Provable and Verifiable Quantum Advantage in Sample Complexity
Marcello Benedetti, Harry Buhrman, Jordi Weggemans
TL;DR
This work studies a fundamental quantum-classical separation in the realm of sample complexity by focusing on complement sampling: given a quantum sample from a subset $S$ of $\omega=\{0,1\}^n$ with $|S|=K$, output a sample from the complement $\bar{S}$. The authors show a quantum procedure that converts $\ket{S}$ into $\ket{\bar{S}}$ using a single quantum sample, yielding a sample from $\bar{S}$ with probability $\frac{\min\{K,N-K\}}{\max\{K,N-K\}}$, and, in the special case $K=N/2$, achieves success probability 1—while any classical approach with bounded error requires $\Omega(N)$ samples. They connect the swapper problem to distinguishability of conjugate phase states, proving a no-go result for a perfect swapper when $K\neq N/2$, and they present a Las Vegas (zero-error) stochastic swapper that is optimal under a single ancilla, with resource- and copy-usage analyses.
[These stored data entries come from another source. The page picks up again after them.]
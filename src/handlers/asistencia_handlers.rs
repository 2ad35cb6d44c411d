use std::collections::HashMap;

use actix_web::{HttpResponse, web};

use crate::auth::AuthedUser;
use crate::db::DbPool;
use crate::errors::AppError;
use crate::handlers::{parse_anio, require_anio};
use crate::reportes;

/// GET /api/resumen-asistencia/{id}?anio= — per-citación report.
pub async fn resumen_citacion(
    pool: web::Data<DbPool>,
    _who: AuthedUser,
    path: web::Path<i64>,
    query: web::Query<HashMap<String, String>>,
) -> Result<HttpResponse, AppError> {
    let anio = parse_anio(&query)?;
    let resumen = reportes::resumen_citacion(&pool, path.into_inner(), anio).await?;
    Ok(HttpResponse::Ok().json(resumen))
}

/// GET /api/resumen-emergencia/{id}?anio= — per-emergencia report.
pub async fn resumen_emergencia(
    pool: web::Data<DbPool>,
    _who: AuthedUser,
    path: web::Path<i64>,
    query: web::Query<HashMap<String, String>>,
) -> Result<HttpResponse, AppError> {
    let anio = parse_anio(&query)?;
    let resumen = reportes::resumen_emergencia(&pool, path.into_inner(), anio).await?;
    Ok(HttpResponse::Ok().json(resumen))
}

/// GET /api/resumen-usuario/{id}?anio= — one member across every resolved
/// event of the year. `anio` is required here.
pub async fn resumen_usuario(
    pool: web::Data<DbPool>,
    _who: AuthedUser,
    path: web::Path<i64>,
    query: web::Query<HashMap<String, String>>,
) -> Result<HttpResponse, AppError> {
    let anio = require_anio(&query)?;
    let resumen = reportes::resumen_usuario_anual(&pool, path.into_inner(), anio).await?;
    Ok(HttpResponse::Ok().json(resumen))
}

/// GET /api/resumen-anual?anio= — whole-company yearly report.
pub async fn resumen_anual(
    pool: web::Data<DbPool>,
    _who: AuthedUser,
    query: web::Query<HashMap<String, String>>,
) -> Result<HttpResponse, AppError> {
    let anio = require_anio(&query)?;
    let resumen = reportes::resumen_anual_global(&pool, anio).await?;
    Ok(HttpResponse::Ok().json(resumen))
}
The classical side establishes tight lower and upper bounds in an index-query model, transfers worst-case hardness to average-case via random permutations, and shows strong cryptographic hardness under one-way functions through strong pseudorandom permutations; a Kolmogorov-based argument yields exponential circuit lower bounds for uniform samplers. Collectively, the results justify a provable, verifiable quantum advantage in a sample-to-sample setting and outline a practical path toward NISQ demonstrations of quantum superiority in sampling tasks.
Abstract
Consider a fixed universe of $N=2^n$ elements and the uniform distribution over elements of some subset of size $K$. Given samples from this distribution, the task of complement sampling is to provide a sample from the complementary subset. We give a simple quantum algorithm that uses only a single quantum sample -- a single copy of the uniform superposition over elements of the subset. When $K=N/2$, we show that the quantum algorithm succeeds with probability $1$, whereas any classical algorithm that succeeds with bounded probability of error requires a number of samples of the order of $N$. This shows that in a sample-to-sample setting, quantum computation can achieve the largest possible separation over classical computation. We show that the same bound can be lifted to prove average-case hardness, paving the way for demonstrations on noisy intermediate-scale quantum (NISQ) computers. It follows that under the assumption of the existence of one-way functions, complement sampling gives provable, verifiable and NISQable quantum advantage in a sample complexity setting.